## Activity:
Output all entries precisely.

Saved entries
>>>

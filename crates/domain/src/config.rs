//! Configuration management

use serde::{Deserialize, Serialize};
use url::Url;

use crate::constants::{
    DEFAULT_ACCOUNTS_BASE_URL, DEFAULT_API_BASE_URL, DEFAULT_CLIENT_ID, DEFAULT_CREDENTIAL_TABLE,
    DEFAULT_KEYCHAIN_SERVICE, DEFAULT_REDIRECT_URI, DEFAULT_SCOPES, DEFAULT_SESSION_RESET_DELAY_MS,
    DEFAULT_SQLITE_PATH, DEFAULT_VERIFIER_LENGTH, VERIFIER_MAX_LENGTH, VERIFIER_MIN_LENGTH,
};
use crate::errors::{CleanPlayerError, Result};

/// Application configuration
#[derive(Debug, Clone, Default, Serialize, Deserialize)]
pub struct Config {
    #[serde(default)]
    pub spotify: SpotifyConfig,
    #[serde(default)]
    pub store: StoreConfig,
    #[serde(default)]
    pub session: SessionConfig,
    #[serde(default)]
    pub logging: LoggingConfig,
}

/// Identity provider and Web API endpoints
#[derive(Debug, Clone, Serialize, Deserialize)]
#[serde(default)]
pub struct SpotifyConfig {
    pub client_id: String,
    /// Must match the URI registered with the provider byte for byte.
    pub redirect_uri: String,
    pub scopes: Vec<String>,
    pub accounts_base_url: String,
    pub api_base_url: String,
}

impl Default for SpotifyConfig {
    fn default() -> Self {
        Self {
            client_id: DEFAULT_CLIENT_ID.to_string(),
            redirect_uri: DEFAULT_REDIRECT_URI.to_string(),
            scopes: DEFAULT_SCOPES.iter().map(ToString::to_string).collect(),
            accounts_base_url: DEFAULT_ACCOUNTS_BASE_URL.to_string(),
            api_base_url: DEFAULT_API_BASE_URL.to_string(),
        }
    }
}

impl SpotifyConfig {
    /// Reject configurations that can only fail at the provider.
    ///
    /// # Errors
    /// Returns `CleanPlayerError::Config` for an empty client id or a
    /// redirect URI that is not an absolute http(s) URL.
    pub fn validate(&self) -> Result<()> {
        if self.client_id.trim().is_empty() {
            return Err(CleanPlayerError::Config("client_id must not be empty".to_string()));
        }

        let redirect = Url::parse(&self.redirect_uri).map_err(|e| {
            CleanPlayerError::Config(format!("Invalid redirect_uri '{}': {e}", self.redirect_uri))
        })?;
        if !matches!(redirect.scheme(), "http" | "https") {
            return Err(CleanPlayerError::Config(format!(
                "redirect_uri must use http or https, got '{}'",
                redirect.scheme()
            )));
        }

        for base in [&self.accounts_base_url, &self.api_base_url] {
            Url::parse(base)
                .map_err(|e| CleanPlayerError::Config(format!("Invalid base URL '{base}': {e}")))?;
        }

        Ok(())
    }
}

/// Remote credential store backend
#[derive(Debug, Clone, Copy, Default, PartialEq, Eq, Serialize, Deserialize)]
#[serde(rename_all = "lowercase")]
pub enum StoreBackend {
    /// PostgREST-style HTTP table
    #[default]
    Rest,
    /// Local SQLite file, for single-host deployments and tests
    Sqlite,
}

impl std::str::FromStr for StoreBackend {
    type Err = CleanPlayerError;

    fn from_str(s: &str) -> Result<Self> {
        match s.to_ascii_lowercase().as_str() {
            "rest" => Ok(Self::Rest),
            "sqlite" => Ok(Self::Sqlite),
            other => Err(CleanPlayerError::Config(format!("Unknown store backend: {other}"))),
        }
    }
}

/// Remote credential store configuration
#[derive(Debug, Clone, Serialize, Deserialize)]
#[serde(default)]
pub struct StoreConfig {
    pub backend: StoreBackend,
    pub rest_url: Option<String>,
    #[serde(skip_serializing)]
    pub rest_api_key: Option<String>,
    pub table: String,
    pub sqlite_path: String,
}

impl Default for StoreConfig {
    fn default() -> Self {
        Self {
            backend: StoreBackend::Rest,
            rest_url: None,
            rest_api_key: None,
            table: DEFAULT_CREDENTIAL_TABLE.to_string(),
            sqlite_path: DEFAULT_SQLITE_PATH.to_string(),
        }
    }
}

/// Per-session behaviour
#[derive(Debug, Clone, Serialize, Deserialize)]
#[serde(default)]
pub struct SessionConfig {
    /// Keychain service name used by the device-local store
    pub keychain_service: String,
    pub verifier_length: usize,
    /// Delay between `LoggedOut` and `SessionReset`
    pub session_reset_delay_ms: u64,
}

impl Default for SessionConfig {
    fn default() -> Self {
        Self {
            keychain_service: DEFAULT_KEYCHAIN_SERVICE.to_string(),
            verifier_length: DEFAULT_VERIFIER_LENGTH,
            session_reset_delay_ms: DEFAULT_SESSION_RESET_DELAY_MS,
        }
    }
}

impl SessionConfig {
    /// # Errors
    /// Returns `CleanPlayerError::Config` if the verifier length is outside
    /// 43..=128.
    pub fn validate(&self) -> Result<()> {
        if !(VERIFIER_MIN_LENGTH..=VERIFIER_MAX_LENGTH).contains(&self.verifier_length) {
            return Err(CleanPlayerError::Config(format!(
                "verifier_length must be within {VERIFIER_MIN_LENGTH}..={VERIFIER_MAX_LENGTH}, got {}",
                self.verifier_length
            )));
        }
        Ok(())
    }
}

/// Logging configuration
#[derive(Debug, Clone, Serialize, Deserialize)]
#[serde(default)]
pub struct LoggingConfig {
    pub level: String,
    pub json: bool,
}

impl Default for LoggingConfig {
    fn default() -> Self {
        Self { level: "info".to_string(), json: false }
    }
}

impl Config {
    /// Validate every section.
    ///
    /// # Errors
    /// Returns the first `CleanPlayerError::Config` found.
    pub fn validate(&self) -> Result<()> {
        self.spotify.validate()?;
        self.session.validate()
    }
}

<<<

## Solution to the problem:
filename crates/domain/src/config.rs
//! Configuration management

use serde::{Deserialize, Serialize};
use url::Url;

use crate::constants::{
    DEFAULT_ACCOUNTS_BASE_URL, DEFAULT_API_BASE_URL, DEFAULT_CLIENT_ID, DEFAULT_CREDENTIAL_TABLE,
    DEFAULT_KEYCHAIN_SERVICE, DEFAULT_REDIRECT_URI, DEFAULT_SCOPES, DEFAULT_SESSION_RESET_DELAY_MS,
    DEFAULT_SQLITE_PATH, DEFAULT_VERIFIER_LENGTH, VERIFIER_MAX_LENGTH, VERIFIER_MIN_LENGTH,
};
use crate::errors::{CleanPlayerError, Result};

/// Application configuration
#[derive(Debug, Clone, Default, Serialize, Deserialize)]
pub struct Config {
    #[serde(default)]
    pub spotify: SpotifyConfig,
    #[serde(default)]
    pub store: StoreConfig,
    #[serde(default)]
    pub session: SessionConfig,
    #[serde(default)]
    pub logging: LoggingConfig,
}

/// Identity provider and Web API endpoints
#[derive(Debug, Clone, Serialize, Deserialize)]
#[serde(default)]
pub struct SpotifyConfig {
    pub client_id: String,
    /// Must match the URI registered with the provider byte for byte.
    pub redirect_uri: String,
    pub scopes: Vec<String>,
    pub accounts_base_url: String,
    pub api_base_url: String,
}

impl Default for SpotifyConfig {
    fn default() -> Self {
        Self {
            client_id: DEFAULT_CLIENT_ID.to_string(),
            redirect_uri: DEFAULT_REDIRECT_URI.to_string(),
            scopes: DEFAULT_SCOPES.iter().map(ToString::to_string).collect(),
            accounts_base_url: DEFAULT_ACCOUNTS_BASE_URL.to_string(),
            api_base_url: DEFAULT_API_BASE_URL.to_string(),
        }
    }
}

impl SpotifyConfig {
    /// Reject configurations that can only fail at the provider.
    ///
    /// # Errors
    /// Returns `CleanPlayerError::Config` for an empty client id or a
    /// redirect URI that is not an absolute http(s) URL.
    pub fn validate(&self) -> Result<()> {
        if self.client_id.trim().is_empty() {
            return Err(CleanPlayerError::Config("client_id must not be empty".to_string()));
        }

        let redirect = Url::parse(&self.redirect_uri).map_err(|e| {
            CleanPlayerError::Config(format!("Invalid redirect_uri '{}': {e}", self.redirect_uri))
        })?;
        if !matches!(redirect.scheme(), "http" | "https") {
            return Err(CleanPlayerError::Config(format!(
                "redirect_uri must use http or https, got '{}'",
                redirect.scheme()
            )));
        }

        for base in [&self.accounts_base_url, &self.api_base_url] {
            Url::parse(base)
                .map_err(|e| CleanPlayerError::Config(format!("Invalid base URL '{base}': {e}")))?;
        }

        Ok(())
    }
}

/// Remote credential store backend
#[derive(Debug, Clone, Copy, Default, PartialEq, Eq, Serialize, Deserialize)]
#[serde(rename_all = "lowercase")]
pub enum StoreBackend {
    /// PostgREST-style HTTP table
    #[default]
    Rest,
    /// Local SQLite file, for single-host deployments and tests
    Sqlite,
}

impl std::str::FromStr for StoreBackend {
    type Err = CleanPlayerError;

    fn from_str(s: &str) -> Result<Self> {
        match s.to_ascii_lowercase().as_str() {
            "rest" => Ok(Self::Rest),
            "sqlite" => Ok(Self::Sqlite),
            other => Err(CleanPlayerError::Config(format!("Unknown store backend: {other}"))),
        }
    }
}

/// Remote credential store configuration
#[derive(Debug, Clone, Serialize, Deserialize)]
#[serde(default)]
pub struct StoreConfig {
    pub backend: StoreBackend,
    pub rest_url: Option<String>,
    #[serde(skip_serializing)]
    pub rest_api_key: Option<String>,
    pub table: String,
    pub sqlite_path: String,
}

impl Default for StoreConfig {
    fn default() -> Self {
        Self {
            backend: StoreBackend::Rest,
            rest_url: None,
            rest_api_key: None,
            table: DEFAULT_CREDENTIAL_TABLE.to_string(),
            sqlite_path: DEFAULT_SQLITE_PATH.to_string(),
        }
    }
}

/// Per-session behaviour
#[derive(Debug, Clone, Serialize, Deserialize)]
#[serde(default)]
pub struct SessionConfig {
    /// Keychain service name used by the device-local store
    pub keychain_service: String,
    pub verifier_length: usize,
    /// Delay between `LoggedOut` and `SessionReset`
    pub session_reset_delay_ms: u64,
}

impl Default for SessionConfig {
    fn default() -> Self {
        Self {
            keychain_service: DEFAULT_KEYCHAIN_SERVICE.to_string(),
            verifier_length: DEFAULT_VERIFIER_LENGTH,
            session_reset_delay_ms: DEFAULT_SESSION_RESET_DELAY_MS,
        }
    }
}

impl SessionConfig {
    /// # Errors
    /// Returns `CleanPlayerError::Config` if the verifier length is outside
    /// 43..=128.
    pub fn validate(&self) -> Result<()> {
        if !(VERIFIER_MIN_LENGTH..=VERIFIER_MAX_LENGTH).contains(&self.verifier_length) {
            return Err(CleanPlayerError::Config(format!(
                "verifier_length must be within {VERIFIER_MIN_LENGTH}..={VERIFIER_MAX_LENGTH}, got {}",
                self.verifier_length
            )));
        }
        Ok(())
    }
}

/// Logging configuration
#[derive(Debug, Clone, Serialize, Deserialize)]
#[serde(default)]
pub struct LoggingConfig {
    pub level: String,
    pub json: bool,
}

impl Default for LoggingConfig {
    fn default() -> Self {
        Self { level: "info".to_string(), json: false }
    }
}

impl Config {
    /// Validate every section.
    ///
    /// # Errors
    /// Returns the first `CleanPlayerError::Config` found.
    pub fn validate(&self) -> Result<()> {
        self.spotify.validate()?;
        self.session.validate()
    }
}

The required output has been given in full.